AIM OF THE TASK — Nothing but the lines below between the line holding "pub fn hook_path(&self, hook: GitHook)" and the line holding "std::fs::write(&hook_path, hook_content)", inclusive, should appear in the answer, each set down exactly.

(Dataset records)
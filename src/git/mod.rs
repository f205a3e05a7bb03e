//! Git integration layer
//!
//! Repository discovery and hook file management go through git2. Reading
//! and writing the index for staged-lint shells out to the `git` binary; see
//! [`staged`].

use anyhow::{Context, Result};
use git2::Repository;
use std::path::{Path, PathBuf};

use crate::hooks::GitHook;

pub mod staged;

pub struct GitRepo {
    repo: Repository,
}

impl GitRepo {
    /// Open a repository at exactly this path
    pub fn open<P: AsRef<Path>>(path: P) -> Result<Self> {
        let repo = Repository::open(path).context("Failed to open Git repository")?;
        Ok(Self { repo })
    }

    /// Discover the repository containing `path`, walking up parent directories
    pub fn discover<P: AsRef<Path>>(path: P) -> Result<Self> {
        let repo = Repository::discover(path).context("No Git repository found")?;
        Ok(Self { repo })
    }

    /// Working tree root, if the repository is not bare
    pub fn workdir(&self) -> Option<&Path> {
        self.repo.workdir()
    }

    /// Directory git reads hooks from.
    ///
    /// `core.hooksPath` wins when set; relative values resolve against the
    /// working tree. Otherwise hooks live in the common git dir so that
    /// linked worktrees share them.
    pub fn hooks_dir(&self) -> Result<PathBuf> {
        let config = self.repo.config().context("Failed to read git config")?;

        if let Ok(custom) = config.get_path("core.hooksPath") {
            if custom.is_absolute() {
                return Ok(custom);
            }
            let base = self.workdir().unwrap_or_else(|| self.repo.path());
            return Ok(base.join(custom));
        }

        Ok(self.repo.commondir().join("hooks"))
    }

    pub fn hook_path(&self, hook: GitHook) -> Result<PathBuf> {
        Ok(self.hooks_dir()?.join(hook.as_str()))
    }

    /// Write an executable hook script, creating the hooks directory if needed
    pub fn install_hook(&self, hook: GitHook, hook_content: &str) -> Result<PathBuf> {
        let hooks_dir = self.hooks_dir()?;
        let hook_path = hooks_dir.join(hook.as_str());

        std::fs::create_dir_all(&hooks_dir).with_context(|| {
            format!("Failed to create hooks directory {}", hooks_dir.display())
        })?;

        std::fs::write(&hook_path, hook_content)
            .with_context(|| format!("Failed to write hook file {}", hook_path.display()))?;

        #[cfg(unix)]
        {
            use std::os::unix::fs::PermissionsExt;
            let mut perms = std::fs::metadata(&hook_path)
                .context("Failed to get hook file metadata")?
                .permissions();
            perms.set_mode(0o755);
            std::fs::set_permissions(&hook_path, perms)
                .context("Failed to set hook file permissions")?;
        }

        tracing::debug!("installed {hook} at {}", hook_path.display());
        Ok(hook_path)
    }

    /// Remove a hook script. Returns whether a file was actually removed.
    pub fn remove_hook(&self, hook: GitHook) -> Result<bool> {
        let hook_path = self.hook_path(hook)?;

        if !hook_path.exists() {
            return Ok(false);
        }

        std::fs::remove_file(&hook_path)
            .with_context(|| format!("Failed to remove hook file {}", hook_path.display()))?;
        tracing::debug!("removed {hook} from {}", hook_path.display());
        Ok(true)
    }
}

/// Directory staged-lint runs in: the work tree of the repository containing
/// `dir`, or `dir` itself outside a repository.
pub fn project_root(dir: &Path) -> PathBuf {
    GitRepo::discover(dir)
        .ok()
        .and_then(|repo| repo.workdir().map(Path::to_path_buf))
        .unwrap_or_else(|| dir.to_path_buf())
}

#[cfg(test)]
mod tests {
    use super::*;
    use tempfile::TempDir;

    #[test]
    fn test_hooks_dir_defaults_to_git_dir() -> Result<()> {
        let temp_dir = TempDir::new()?;
        Repository::init(temp_dir.path())?;

        let repo = GitRepo::open(temp_dir.path())?;
        let actual = repo.hooks_dir()?;
        std::fs::create_dir_all(&actual)?;
        assert_eq!(
            actual.canonicalize()?,
            temp_dir.path().join(".git").join("hooks").canonicalize()?
        );
        Ok(())
    }

    #[test]
    fn test_hooks_dir_honours_core_hooks_path() -> Result<()> {
        let temp_dir = TempDir::new()?;
        let raw = Repository::init(temp_dir.path())?;
        raw.config()?.set_str("core.hooksPath", ".githooks")?;

        let repo = GitRepo::open(temp_dir.path())?;
        let hooks_dir = repo.hooks_dir()?;
        assert!(hooks_dir.ends_with(".githooks"));
        assert!(hooks_dir.starts_with(repo.workdir().unwrap()));
        Ok(())
    }

    #[test]
    fn test_install_and_remove_hook() -> Result<()> {
        let temp_dir = TempDir::new()?;
        Repository::init(temp_dir.path())?;
        let repo = GitRepo::open(temp_dir.path())?;

        assert!(!repo.hook_path(GitHook::PrePush)?.exists());
        let path = repo.install_hook(GitHook::PrePush, "#!/bin/sh\nexit 0\n")?;
        assert_eq!(path, repo.hook_path(GitHook::PrePush)?);
        assert_eq!(std::fs::read_to_string(&path)?, "#!/bin/sh\nexit 0\n");

        #[cfg(unix)]
        {
            use std::os::unix::fs::PermissionsExt;
            let mode = std::fs::metadata(&path)?.permissions().mode();
            assert_eq!(mode & 0o777, 0o755);
        }

        assert!(repo.remove_hook(GitHook::PrePush)?);
        assert!(!repo.remove_hook(GitHook::PrePush)?);
        assert!(!path.exists());
        Ok(())
    }

    #[test]
    fn test_project_root_is_the_work_tree() -> Result<()> {
        let temp_dir = TempDir::new()?;
        Repository::init(temp_dir.path())?;
        let nested = temp_dir.path().join("src").join("nested");
        std::fs::create_dir_all(&nested)?;

        assert_eq!(
            project_root(&nested).canonicalize()?,
            temp_dir.path().canonicalize()?
        );
        Ok(())
    }
}
//! Command-line interface
//!
//! `git-hooks` with no subcommand installs hooks from the discovered
//! configuration, which makes it usable directly as a `prepare`/`postinstall`
//! step.

use anyhow::Result;
use clap::{Parser, Subcommand};
use std::path::PathBuf;

mod commands;
mod output;

pub use output::Output;

#[derive(Parser)]
#[command(
    name = "git-hooks",
    version = env!("CARGO_PKG_VERSION"),
    about = "Declarative git hooks with staged-file linting",
    long_about = "Installs git hooks from a configuration file and runs linters against \
                  staged files, restaging anything the linters fix."
)]
pub struct Cli {
    /// Run as if started in <DIR> instead of current working directory
    #[arg(short = 'C', long = "directory", global = true)]
    pub directory: Option<PathBuf>,

    /// Increase verbosity (can be repeated)
    #[arg(short, long, action = clap::ArgAction::Count, global = true)]
    pub verbose: u8,

    /// Suppress non-error output
    #[arg(short, long, global = true)]
    pub quiet: bool,

    /// Use custom configuration file
    #[arg(long, value_name = "FILE", global = true)]
    pub config: Option<PathBuf>,

    #[command(subcommand)]
    pub command: Option<Commands>,
}

#[derive(Subcommand)]
pub enum Commands {
    /// Install git hooks from the configuration (default)
    Install(commands::install::InstallArgs),
    /// Remove all installed hooks
    #[command(visible_alias = "remove")]
    Uninstall(commands::uninstall::UninstallArgs),
    /// Lint staged files for a hook
    RunStagedLint(commands::run_staged_lint::RunStagedLintArgs),
}

impl Cli {
    pub async fn run(self) -> Result<()> {
        if let Some(dir) = &self.directory {
            std::env::set_current_dir(dir)?;
        }

        setup_logging(self.verbose, self.quiet);

        let output = Output::new(self.verbose > 0, self.quiet);
        let config = self.config.as_deref();

        match self.command {
            Some(Commands::Install(args)) => commands::install::execute(args, config, output).await,
            Some(Commands::Uninstall(args)) => commands::uninstall::execute(args, output).await,
            Some(Commands::RunStagedLint(args)) => {
                commands::run_staged_lint::execute(args, config, output).await
            }
            None => {
                commands::install::execute(commands::install::InstallArgs::default(), config, output)
                    .await
            }
        }
    }
}

fn setup_logging(verbose: u8, quiet: bool) {
    if quiet {
        return;
    }

    let filter = tracing_subscriber::EnvFilter::try_from_default_env().unwrap_or_else(|_| {
        match verbose {
            0 | 1 => tracing_subscriber::EnvFilter::new("warn"),
            2 => tracing_subscriber::EnvFilter::new("debug"),
            _ => tracing_subscriber::EnvFilter::new("trace"),
        }
    });

    let _ = tracing_subscriber::fmt()
        .with_env_filter(filter)
        .with_target(false)
        .with_writer(std::io::stderr)
        .try_init();
}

EXERCISE RESULT —
    pub fn hook_path(&self, hook: GitHook) -> Result<PathBuf> {
        Ok(self.hooks_dir()?.join(hook.as_str()))
    }

    /// Write an executable hook script, creating the hooks directory if needed
    pub fn install_hook(&self, hook: GitHook, hook_content: &str) -> Result<PathBuf> {
        let hooks_dir = self.hooks_dir()?;
        let hook_path = hooks_dir.join(hook.as_str());

        std::fs::create_dir_all(&hooks_dir).with_context(|| {
            format!("Failed to create hooks directory {}", hooks_dir.display())
        })?;

        std::fs::write(&hook_path, hook_content)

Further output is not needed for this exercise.